The statement said during the Ebola outbreak, people infected with malaria had been unable to get treatment, either because they had been too afraid to seek help at health centres or because such facilities had been closed.
It said to rapidly reduce the malaria burden and the number of febrile people with malaria presenting at Ebola evaluation facilities, WHO recommended mass drug administration (MDA) of anti-malarial medicines to all eligible people in areas heavily affected by Ebola.
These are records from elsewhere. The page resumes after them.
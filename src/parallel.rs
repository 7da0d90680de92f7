//! `parallel_do` / `parallel_foreach`: fiber-based fork-join combinators built on [`Scheduler`].
//!
//! Both combinators degrade to plain sequential execution when called outside of a scheduler
//! (e.g. from a test's `main` thread), so library code can use them without checking first.

use std::any::Any;
use std::collections::VecDeque;
use std::panic::{catch_unwind, resume_unwind, AssertUnwindSafe};
use std::sync::atomic::{AtomicUsize, Ordering};
use std::sync::{Arc, Mutex};

use crate::log::{weave_log, Level};
use crate::scheduler::{current, current_handle, yield_to_scheduler, Thunk};

type Payload = Box<dyn Any + Send>;

/// Runs a batch of thunks, at most `parallelism` of them concurrently, and waits for all of them
/// to finish before returning.
///
/// If the first thunk to panic is observed, its payload is re-raised on the caller once every
/// worker has either finished or abandoned its remaining queue; thunks that haven't started yet
/// are dropped rather than run.
///
/// `parallelism = None` means "one worker per thunk". Called with no scheduler running on the
/// current thread, thunks run sequentially in order instead.
pub fn parallel_do(thunks: Vec<Thunk>, parallelism: Option<usize>) {
    let total = thunks.len();
    if total == 0 {
        return;
    }

    let scheduler = match current() {
        Some(scheduler) => scheduler,
        None => {
            weave_log!(Level::Debug, "parallel", "no scheduler on this thread, running {} thunks sequentially", total);
            for thunk in thunks {
                thunk();
            }
            return;
        }
    };

    let workers = parallelism.unwrap_or(total).clamp(1, total);
    let queue = Arc::new(Mutex::new(VecDeque::from(thunks)));
    let panic_slot: Arc<Mutex<Option<Payload>>> = Arc::new(Mutex::new(None));
    let remaining = Arc::new(AtomicUsize::new(workers));
    let caller = current_handle().expect("parallel_do called outside a fiber");

    for _ in 0..workers {
        let queue = queue.clone();
        let panic_slot = panic_slot.clone();
        let remaining = remaining.clone();
        let caller = caller.clone();
        let wake_on = scheduler.clone();

        scheduler.schedule(Box::new(move || {
            loop {
                if panic_slot.lock().expect("parallel lock poisoned").is_some() {
                    break;
                }
                let next = queue.lock().expect("parallel lock poisoned").pop_front();
                let thunk = match next {
                    Some(thunk) => thunk,
                    None => break,
                };
                if let Err(payload) = catch_unwind(AssertUnwindSafe(thunk)) {
                    let mut slot = panic_slot.lock().expect("parallel lock poisoned");
                    if slot.is_none() {
                        *slot = Some(payload);
                    }
                    break;
                }
            }
            if remaining.fetch_sub(1, Ordering::SeqCst) == 1 {
                wake_on.schedule_handle(caller);
            }
        }));
    }

    yield_to_scheduler();

    let panicked = panic_slot.lock().expect("parallel lock poisoned").take();
    if let Some(payload) = panicked {
        resume_unwind(payload);
    }
}

/// Applies `functor` to every item of `iter`, using up to `parallelism` concurrent workers that
/// pull the next item from a shared queue.
///
/// Ordering across workers is undefined; on a single-threaded scheduler it matches iteration
/// order. Stops early (abandoning unconsumed items) on the first panic, which is re-raised on the
/// caller. Falls back to sequential application with no current scheduler.
pub fn parallel_foreach<T, F>(iter: impl IntoIterator<Item = T>, functor: F, parallelism: usize)
where
    T: Send + 'static,
    F: Fn(T) + Send + Sync + 'static,
{
    let scheduler = match current() {
        Some(scheduler) => scheduler,
        None => {
            weave_log!(Level::Debug, "parallel", "no scheduler on this thread, applying functor sequentially");
            for item in iter {
                functor(item);
            }
            return;
        }
    };

    let items: VecDeque<T> = iter.into_iter().collect();
    if items.is_empty() {
        return;
    }

    let workers = parallelism.max(1).min(items.len());
    let queue = Arc::new(Mutex::new(items));
    let functor = Arc::new(functor);
    let panic_slot: Arc<Mutex<Option<Payload>>> = Arc::new(Mutex::new(None));
    let remaining = Arc::new(AtomicUsize::new(workers));
    let caller = current_handle().expect("parallel_foreach called outside a fiber");

    for _ in 0..workers {
        let queue = queue.clone();
        let functor = functor.clone();
        let panic_slot = panic_slot.clone();
        let remaining = remaining.clone();
        let caller = caller.clone();
        let wake_on = scheduler.clone();

        scheduler.schedule(Box::new(move || {
            loop {
                if panic_slot.lock().expect("parallel lock poisoned").is_some() {
                    break;
                }
                let next = queue.lock().expect("parallel lock poisoned").pop_front();
                let item = match next {
                    Some(item) => item,
                    None => break,
                };
                let functor = functor.clone();
                if let Err(payload) = catch_unwind(AssertUnwindSafe(|| functor(item))) {
                    let mut slot = panic_slot.lock().expect("parallel lock poisoned");
                    if slot.is_none() {
                        *slot = Some(payload);
                    }
                    break;
                }
            }
            if remaining.fetch_sub(1, Ordering::SeqCst) == 1 {
                wake_on.schedule_handle(caller);
            }
        }));
    }

    yield_to_scheduler();

    let panicked = panic_slot.lock().expect("parallel lock poisoned").take();
    if let Some(payload) = panicked {
        resume_unwind(payload);
    }
}

#[cfg(test)]
mod tests {
    use super::*;
    use crate::scheduler::Scheduler;
    use std::sync::atomic::AtomicI64;

    #[test]
    fn parallel_do_runs_every_thunk() {
        let scheduler = Scheduler::new(2, true, 4);
        scheduler.start();
        let sum = Arc::new(AtomicI64::new(0));
        let scheduler_ref = scheduler.clone();
        scheduler.schedule(Box::new(move || {
            let thunks: Vec<Thunk> = (1..=10i64)
                .map(|n| {
                    let sum = sum.clone();
                    Box::new(move || {
                        sum.fetch_add(n, Ordering::SeqCst);
                    }) as Thunk
                })
                .collect();
            parallel_do(thunks, Some(4));
            assert_eq!(sum.load(Ordering::SeqCst), 55);
            scheduler_ref.stop();
        }));
        scheduler.dispatch();
    }

    #[test]
    fn parallel_do_propagates_first_panic() {
        let scheduler = Scheduler::new(1, false, 4);
        scheduler.start();
        let scheduler_ref = scheduler.clone();
        scheduler.schedule(Box::new(move || {
            let result = catch_unwind(AssertUnwindSafe(|| {
                let thunks: Vec<Thunk> = vec![
                    Box::new(|| {}),
                    Box::new(|| panic!("boom")),
                ];
                parallel_do(thunks, Some(1));
            }));
            assert!(result.is_err());
            scheduler_ref.stop();
        }));
        scheduler.stop();
    }

    #[test]
    fn parallel_foreach_applies_every_item() {
        let scheduler = Scheduler::new(2, true, 4);
        scheduler.start();
        let sum = Arc::new(AtomicI64::new(0));
        let scheduler_ref = scheduler.clone();
        let sum_for_fiber = sum.clone();
        scheduler.schedule(Box::new(move || {
            parallel_foreach(
                1..=100i64,
                move |n| {
                    sum_for_fiber.fetch_add(n, Ordering::SeqCst);
                },
                4,
            );
            scheduler_ref.stop();
        }));
        scheduler.dispatch();
        assert_eq!(sum.load(Ordering::SeqCst), 5050);
    }
}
It indicated that MDA campaigns with first line anti-malaria drugs were carried out in Sierra Leone and Liberia from October 2014 to January 2015, reaching an estimated three million people through door-to-door distribution, reducing malaria and the risk of Ebola transmission to malaria patients.
'This focus on vaccinations and malaria is part of WHO's efforts to support countries in early recovery, including infection prevention and control in non-Ebola health care settings, strengthening of the health workforce, disease surveillance, and safe essential health services, " said Dr Edward Kelley, the Director of Service Delivery and Safety at WHO.
The statement said Liberia had done two rounds of immunization against several diseases, and Guinea carried out similar activities in Ebola-free provinces in October and November 2014.
It said Sierra Leone had put in place infection prevention precautions, and supported health facilities to scale up their routine service delivery.
It said Liberia and Guinea have done measles outbreak response vaccination activities targeting under- five children in outbreak districts and Guinea is putting together an outbreak response plan targeting 10 additional districts.
According to the statement, before widespread vaccination, measles caused an estimated 2.6 million deaths each year.
It said the disease remains one of the leading causes of death among young children globally; some 145, 700 people died from measles in 2013 - mostly children under the age of five.
The statement observed that it is about 400 deaths every day or 16 deaths every hour.
It said most measles-related deaths were caused by complications associated with the disease more commonly in children under the age of five, or adults over the age of 20.
It said complications include blindness, encephalitis (an infection that causes brain swelling), severe diarrhoea and related dehydration or severe respiratory infections such as pneumonia.